Cradle Mountain summit, Tasmania by Ashley Kalagian BluntDespite becoming delusional, I was making steady progress up Cradle Cliff. Steve, of course, was thirty metres ahead. I stared daggers at his steadily receding back. Despite being far more athletic than me, he’d been keen on Dove Lake trail because he’d somehow gotten the impression that this was a holiday, not an intervention.

Another couple were scrambling over the rocks, making their way down. They were two fit young people in brand-name workout clothes and trainers – trainers, not even proper hiking boots. They jumped from rock to rock like they’d both been bitten by the same radioactive spider.

‘Hey, did you make it up?’ I called. ‘How far is it?’

The guy shrugged. ‘Maybe 30 minutes?’

I nodded, clinging to the edge of the rock face to let them pass.

I can handle 30 minutes.

Five minutes later, I asked another lanky guy the same question.

‘It’s probably an hour, I think.’ He consulted his watch. ‘Yeah, it’s been an hour since I left the top.’

By that time, the optimistic part of my brain had been in overdrive far too long. I gave into full-blown pessimistic fear like the embrace of an old friend: not only was the top at least an hour away, but I was also, right at that moment, actively developing skin cancer.

Tassie hike
The rocks continued straight up. There was no longer any slope, just a cliff face of giant boulders. I’d come so far, and my brain was determined to reach the summit – Year of Success, symbolism, etc. My body, however, did not give a scrub’s tit about success. My body knew I shouldn’t be climbing a chaotic mess of appliance-sized rocks over a 500-metre drop. My body knew I had been out in the heat with limited water for many hours. It knew I often cut myself with dull kitchen knives and had more than once managed to trip and fall over while standing still.

Based on that preponderance of evidence, my body decided that if it couldn’t override my brain by broadcasting its increasing fear, it was going to shut this expedition down the only way it knew how: DEFCON 1 panic attack. My legs and arms trembled. I started hyperventilating. Anxiety threatened to choke me.

‘Steve,’ I called. ‘I don’t think – I don’t think I can do it.’

He turned to look down at me, hanging one-handed off a boulder with the grace of a shaved orangutan.

‘Are you sure?’

In response, I started to sob.

At that moment some of the hikers that we’d passed earlier caught up with us – a family of five, mom and dad and three boys.

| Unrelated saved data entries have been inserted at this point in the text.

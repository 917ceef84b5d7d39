//! Input sampling.
//!
//! The [`InputSampler`] owns the live [`ControlState`]. Each discrete
//! transition flips exactly the flag it names; there is no event queue, so
//! whatever the snapshot holds when the tick reads it is what gets sent.
//! Pointer motion accumulates into [`ViewAngles`], kept outside the snapshot.

use std::collections::HashMap;
use std::f32::consts::PI;

use crate::control::{Control, ControlState};

/// Maximum pitch magnitude in radians (±72°).
pub const PITCH_LIMIT: f32 = PI / 2.5;

/// Default pointer sensitivity in radians per pixel.
const DEFAULT_SENSITIVITY: f32 = 0.002;

/// A raw input transition.
#[derive(Debug, Clone, PartialEq)]
pub enum InputEvent {
    /// A key was pressed, identified by its DOM-style code (`"KeyW"`).
    KeyDown(String),
    /// A key was released.
    KeyUp(String),
    /// A mouse button was pressed (`0` primary, `2` secondary).
    ButtonDown(u8),
    /// A mouse button was released.
    ButtonUp(u8),
    /// Relative pointer motion in pixels.
    PointerMoved { dx: f32, dy: f32 },
    /// Set a control directly, as a scripted policy does.
    Set(Control, bool),
    /// The window lost focus; key-up events will not arrive.
    FocusLost,
}

/// Accumulated camera/view angles in radians.
#[derive(Debug, Clone, Copy, Default, PartialEq)]
pub struct ViewAngles {
    /// Unbounded heading.
    pub yaw: f32,
    /// Clamped to [`PITCH_LIMIT`].
    pub pitch: f32,
}

impl ViewAngles {
    /// Apply a pointer delta already scaled to radians.
    pub fn rotate(&mut self, d_yaw: f32, d_pitch: f32) {
        self.yaw += d_yaw;
        self.pitch = (self.pitch + d_pitch).clamp(-PITCH_LIMIT, PITCH_LIMIT);
    }
}

/// Maps key codes and mouse buttons onto controls.
#[derive(Debug, Clone)]
pub struct KeyBindings {
    keys: HashMap<String, Control>,
    buttons: HashMap<u8, Control>,
}

impl KeyBindings {
    /// An empty binding set.
    #[must_use]
    pub fn empty() -> Self {
        Self {
            keys: HashMap::new(),
            buttons: HashMap::new(),
        }
    }

    /// Bind a key code to a control, replacing any existing binding.
    #[must_use]
    pub fn bind_key(mut self, code: impl Into<String>, control: Control) -> Self {
        self.keys.insert(code.into(), control);
        self
    }

    /// Bind a mouse button to a control.
    #[must_use]
    pub fn bind_button(mut self, button: u8, control: Control) -> Self {
        self.buttons.insert(button, control);
        self
    }

    /// Look up the control bound to a key code.
    #[must_use]
    pub fn key(&self, code: &str) -> Option<Control> {
        self.keys.get(code).copied()
    }

    /// Look up the control bound to a mouse button.
    #[must_use]
    pub fn button(&self, button: u8) -> Option<Control> {
        self.buttons.get(&button).copied()
    }
}

impl Default for KeyBindings {
    /// WASD and arrow keys, shift to sprint, space to jump, left click to
    /// attack and right click to cast.
    fn default() -> Self {
        Self::empty()
            .bind_key("KeyW", Control::Forward)
            .bind_key("ArrowUp", Control::Forward)
            .bind_key("KeyS", Control::Backward)
            .bind_key("ArrowDown", Control::Backward)
            .bind_key("KeyA", Control::Left)
            .bind_key("ArrowLeft", Control::Left)
            .bind_key("KeyD", Control::Right)
            .bind_key("ArrowRight", Control::Right)
            .bind_key("ShiftLeft", Control::Sprint)
            .bind_key("ShiftRight", Control::Sprint)
            .bind_key("Space", Control::Jump)
            .bind_button(0, Control::Attack)
            .bind_button(2, Control::CastSpell)
    }
}

/// Owns the live control snapshot and view angles.
#[derive(Debug, Clone)]
pub struct InputSampler {
    state: ControlState,
    view: ViewAngles,
    bindings: KeyBindings,
    sensitivity: f32,
}

impl InputSampler {
    /// Create a sampler with the given bindings.
    #[must_use]
    pub fn new(bindings: KeyBindings) -> Self {
        Self {
            state: ControlState::default(),
            view: ViewAngles::default(),
            bindings,
            sensitivity: DEFAULT_SENSITIVITY,
        }
    }

    /// Override the pointer sensitivity (radians per pixel).
    #[must_use]
    pub fn with_sensitivity(mut self, sensitivity: f32) -> Self {
        self.sensitivity = sensitivity;
        self
    }

    /// Fold one transition into the live state.
    ///
    /// Returns `true` if a control flag changed. Unbound keys and repeated
    /// presses are no-ops.
    pub fn apply(&mut self, event: &InputEvent) -> bool {
        let (control, held) = match event {
            InputEvent::KeyDown(code) => match self.bindings.key(code) {
                Some(c) => (c, true),
                None => return false,
            },
            InputEvent::KeyUp(code) => match self.bindings.key(code) {
                Some(c) => (c, false),
                None => return false,
            },
            InputEvent::ButtonDown(b) => match self.bindings.button(*b) {
                Some(c) => (c, true),
                None => return false,
            },
            InputEvent::ButtonUp(b) => match self.bindings.button(*b) {
                Some(c) => (c, false),
                None => return false,
            },
            InputEvent::PointerMoved { dx, dy } => {
                self.view
                    .rotate(-dx * self.sensitivity, -dy * self.sensitivity);
                return false;
            }
            InputEvent::Set(c, held) => (*c, *held),
            InputEvent::FocusLost => return self.release_all(),
        };
        if self.state.is_held(control) == held {
            return false;
        }
        self.state.set(control, held);
        true
    }

    /// Release every held control. The sequence number is kept.
    ///
    /// Returns `true` if anything was held.
    pub fn release_all(&mut self) -> bool {
        let released = ControlState {
            sequence: self.state.sequence,
            ..ControlState::default()
        };
        let changed = !self.state.same_controls(&released);
        self.state = released;
        changed
    }

    /// A copy of the live snapshot.
    #[must_use]
    pub fn state(&self) -> ControlState {
        self.state
    }

    /// Mutable access to the live snapshot, for the tick to stamp.
    pub fn state_mut(&mut self) -> &mut ControlState {
        &mut self.state
    }

    /// Current view angles.
    #[must_use]
    pub fn view(&self) -> ViewAngles {
        self.view
    }
}

impl Default for InputSampler {
    fn default() -> Self {
        Self::new(KeyBindings::default())
    }
}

The oldest boy might have been 12 and the youngest seven or eight. They were scampering up the rocks like monkeys on a jungle gym. Their parents called to them to wait without actually expecting them to do so. Both parents showed the level of exertion you’d expect from – well, from people on a great short walk. They didn’t look or smell like they’d just poured a bottle of last week’s sweat over themselves. They didn’t seem overly concerned that one of their kids might tumble from the cliff face to an abrupt death below. And what I particularly noted was neither of them was clinging to a rock ledge weeping because their whole year was over before it started.

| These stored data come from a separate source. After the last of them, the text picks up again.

//! Local pose prediction and reconciliation against authoritative rows.
//!
//! Between authoritative updates the client advances its own pose from the
//! control state it is sending. Every transmitted input is remembered with
//! the pose predicted when it was sent. An authoritative row acknowledges an
//! input through `last_input_seq`, so it is compared against the pose
//! recorded for that input rather than the current one. On divergence the
//! position is rebased onto the row and the unacknowledged steps are
//! replayed. Rotation stays client-owned.

use std::collections::VecDeque;

use arena_input::{ControlState, MovementTuning, TransformSnapshot, Vec3};
use arena_net::PlayerRecord;
use tracing::{debug, trace};

/// Sent inputs kept for reconciliation. At 20 Hz this covers 3.2 s of
/// round trip.
pub const HISTORY_CAPACITY: usize = 64;

/// One frame of predicted movement.
#[derive(Debug, Clone, Copy)]
struct Step {
    control: ControlState,
    dt: f32,
    rotation: Vec3,
}

/// A transmitted input awaiting acknowledgement.
#[derive(Debug, Clone)]
struct Pending {
    sequence: u32,
    pose: TransformSnapshot,
    /// Frames predicted after this input went out, up to the next send.
    steps: Vec<Step>,
}

/// Predicted pose of the local player.
#[derive(Debug, Clone)]
pub struct Prediction {
    pose: TransformSnapshot,
    tuning: MovementTuning,
    snap_distance: f32,
    seeded: bool,
    history: VecDeque<Pending>,
}

impl Prediction {
    /// Create a predictor starting at the origin.
    #[must_use]
    pub fn new(tuning: MovementTuning, snap_distance: f32) -> Self {
        Self {
            pose: TransformSnapshot::default(),
            tuning,
            snap_distance,
            seeded: false,
            history: VecDeque::with_capacity(HISTORY_CAPACITY),
        }
    }

    /// The current predicted pose.
    #[must_use]
    pub fn pose(&self) -> TransformSnapshot {
        self.pose
    }

    /// Turn to face `yaw`.
    pub fn face(&mut self, yaw: f32) {
        self.pose = self.pose.facing(yaw);
    }

    /// Advance by `dt` seconds of `control`.
    pub fn step(&mut self, control: &ControlState, dt: f32) -> TransformSnapshot {
        if let Some(last) = self.history.back_mut() {
            last.steps.push(Step {
                control: *control,
                dt,
                rotation: self.pose.rotation,
            });
        }
        self.pose = self.pose.advance(control, dt, &self.tuning);
        self.pose
    }

    /// Remember the pose that went out with input `sequence`.
    pub fn record_sent(&mut self, sequence: u32, pose: TransformSnapshot) {
        if self.history.len() == HISTORY_CAPACITY {
            self.history.pop_front();
        }
        self.history.push_back(Pending {
            sequence,
            pose,
            steps: Vec::new(),
        });
    }

    /// Inputs sent but not yet acknowledged by an authoritative row.
    #[must_use]
    pub fn unacknowledged(&self) -> usize {
        self.history.len().saturating_sub(1)
    }

    /// Fold in the authoritative row for the local player.
    ///
    /// The first row seeds the pose entirely. Later rows are checked against
    /// the prediction made for the input they acknowledge; only a divergence
    /// past the snap distance moves the position. Returns `true` if the
    /// position was corrected.
    pub fn reconcile(&mut self, authoritative: &PlayerRecord) -> bool {
        let server = authoritative.transform();
        if !self.seeded {
            self.pose = server;
            self.seeded = true;
            self.history.clear();
            return true;
        }

        let ack = authoritative.last_input_seq;
        while self.history.front().is_some_and(|p| p.sequence < ack) {
            self.history.pop_front();
        }
        let predicted = match self.history.front() {
            Some(pending) if pending.sequence == ack => pending.pose,
            // Older than anything still tracked: already superseded.
            Some(_) => {
                trace!(ack, "ignoring stale authoritative row");
                return false;
            }
            // Nothing in flight, the row should match the current pose.
            None => self.pose,
        };

        let error = predicted.distance(&server);
        if error <= self.snap_distance {
            return false;
        }
        debug!(
            error,
            ack,
            replayed = self.unacknowledged(),
            "prediction diverged, rebasing on authoritative position"
        );
        self.replay_from(server.position);
        true
    }

    /// Rebase the oldest tracked input onto `position` and re-run every step
    /// predicted since.
    fn replay_from(&mut self, position: Vec3) {
        let Some(first) = self.history.front_mut() else {
            self.pose.position = position;
            return;
        };
        first.pose.position = position;

        let mut replayed = first.pose;
        for pending in &mut self.history {
            pending.pose.position = replayed.position;
            for step in &pending.steps {
                replayed.rotation = step.rotation;
                replayed = replayed.advance(&step.control, step.dt, &self.tuning);
            }
        }
        self.pose.position = replayed.position;
    }

    /// Forget the seed and the history so the next authoritative row is
    /// taken as-is.
    pub fn reset(&mut self) {
        self.pose = TransformSnapshot::default();
        self.seeded = false;
        self.history.clear();
    }
}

Steve worked his way down to me. We waited while the parents ambled past us, chatting cheerily. Other hikers were coming down the rocks, and we could tell from their beatific faces that they’d made it to the summit, taken in the 360-degree view, and achieved a meaningful personal goal. More people were making their way up as well, including several other primary school kids who were clearly my physical superiors.

These were Australians – fearless, physically fit, blissfully unconcerned over their children’s daredevil antics. No matter where they were actually from, in that moment, on that mountain, they were Australian – and I, definitively, was not. I might fancy myself a bit of an outdoorsy type, I might genuinely enjoy a great short walk – but so help me, I was going to cling to the Canadian definition of ‘walk’, even if that made me an un-Australian wuss with piddling career prospects.

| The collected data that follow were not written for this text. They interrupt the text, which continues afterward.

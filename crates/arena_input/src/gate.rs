//! Sequencing and the transmission gate.
//!
//! A [`Sequencer`] is owned by one connection. Every tick it stamps the live
//! snapshot with the next sequence number, then the gate decides whether the
//! stamped snapshot goes out.
//!
//! Gate policy: a snapshot is transmitted iff its sequence is strictly
//! greater than the last transmitted one. Field changes alone never force a
//! send; they ride on the next stamped tick. Lost packets are never
//! retransmitted, the next higher sequence supersedes them.

use crate::control::ControlState;

/// Per-connection sequence counter plus last-sent snapshot.
#[derive(Debug, Clone)]
pub struct Sequencer {
    next: u32,
    last_sent: Option<ControlState>,
}

impl Sequencer {
    /// Create a sequencer. The first stamped sequence is `1`.
    #[must_use]
    pub fn new() -> Self {
        Self {
            next: 1,
            last_sent: None,
        }
    }

    /// Write the next sequence number into `state` and return it.
    pub fn stamp(&mut self, state: &mut ControlState) -> u32 {
        let sequence = self.next;
        self.next += 1;
        state.sequence = sequence;
        sequence
    }

    /// Whether `current` must be transmitted given the last send.
    ///
    /// Sequence `0` marks a snapshot that was never stamped.
    #[must_use]
    pub fn should_transmit(&self, current: &ControlState) -> bool {
        match &self.last_sent {
            None => current.sequence > 0,
            Some(last) => current.sequence > last.sequence,
        }
    }

    /// Run the gate: returns the snapshot to send, recording it as the last
    /// sent. Returns `None` and leaves the record untouched otherwise.
    pub fn gate(&mut self, current: ControlState) -> Option<ControlState> {
        if !self.should_transmit(&current) {
            return None;
        }
        self.last_sent = Some(current);
        Some(current)
    }

    /// Stamp `state` and run the gate in one synchronous step.
    pub fn stamp_and_gate(&mut self, state: &mut ControlState) -> Option<ControlState> {
        self.stamp(state);
        self.gate(*state)
    }

    /// The last snapshot that passed the gate.
    #[must_use]
    pub fn last_sent(&self) -> Option<&ControlState> {
        self.last_sent.as_ref()
    }
}

impl Default for Sequencer {
    fn default() -> Self {
        Self::new()
    }
}

#[cfg(test)]
mod tests {
    use super::*;
    use crate::control::Control;

    #[test]
    fn test_first_stamp_is_one() {
        let mut seq = Sequencer::new();
        let mut state = ControlState::default();
        let sent = seq.stamp_and_gate(&mut state).unwrap();
        assert_eq!(sent.sequence, 1);
        assert_eq!(state.sequence, 1);
    }

    #[test]
    fn test_unstamped_snapshot_is_not_sent() {
        let mut seq = Sequencer::new();
        assert!(seq.gate(ControlState::default()).is_none());
        assert!(seq.last_sent().is_none());
    }

    #[test]
    fn test_every_stamped_tick_is_sent_even_without_changes() {
        let mut seq = Sequencer::new();
        let mut state = ControlState::default();
        let sent: Vec<u32> = (0..5)
            .filter_map(|_| seq.stamp_and_gate(&mut state))
            .map(|s| s.sequence)
            .collect();
        assert_eq!(sent, vec![1, 2, 3, 4, 5]);
    }

    #[test]
    fn test_unadvanced_sequence_is_suppressed_even_if_fields_change() {
        let mut seq = Sequencer::new();
        let mut state = ControlState::default();
        seq.stamp_and_gate(&mut state).unwrap();

        // Same sequence, identical fields.
        assert!(seq.gate(state).is_none());

        // Same sequence, changed fields: still suppressed.
        state.set(Control::Forward, true);
        assert!(!seq.last_sent().unwrap().same_controls(&state));
        assert!(seq.gate(state).is_none());
        assert!(!seq.last_sent().unwrap().forward);

        // Next stamp carries the change.
        let sent = seq.stamp_and_gate(&mut state).unwrap();
        assert!(sent.forward);
        assert_eq!(sent.sequence, 2);
    }

    #[test]
    fn test_stale_sequence_is_never_sent() {
        let mut seq = Sequencer::new();
        let mut state = ControlState::default();
        seq.stamp_and_gate(&mut state);
        seq.stamp_and_gate(&mut state);
        let stale = ControlState {
            sequence: 1,
            jump: true,
            ..ControlState::default()
        };
        assert!(seq.gate(stale).is_none());
        assert_eq!(seq.last_sent().unwrap().sequence, 2);
    }

    #[test]
    fn test_transmitted_sequences_strictly_increase() {
        let mut seq = Sequencer::new();
        let mut state = ControlState::default();
        let mut last = 0;
        for i in 0..200 {
            state.set(Control::Forward, i % 3 == 0);
            // Interleave redundant gate attempts between stamps.
            let _ = seq.gate(state);
            if let Some(sent) = seq.stamp_and_gate(&mut state) {
                assert!(sent.sequence > last);
                last = sent.sequence;
            }
        }
        assert_eq!(last, 200);
    }
}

Sitting on the cliff ledge, I cried for a while.

Steve sat beside me, patting my hand. ‘It’s not a big deal,’ he said.

It was a big deal.

We headed back down. I accepted that I’d have a meandering, futile year just like every other year. Despite my passport, I’m not very Australian, and maybe I never will be. If I do get skin cancer from the vicious Aussie sun, I’m sure I’ll be among the over-anxious minority who don’t survive.

But in the meantime, I might be able to at least find a scrubtit.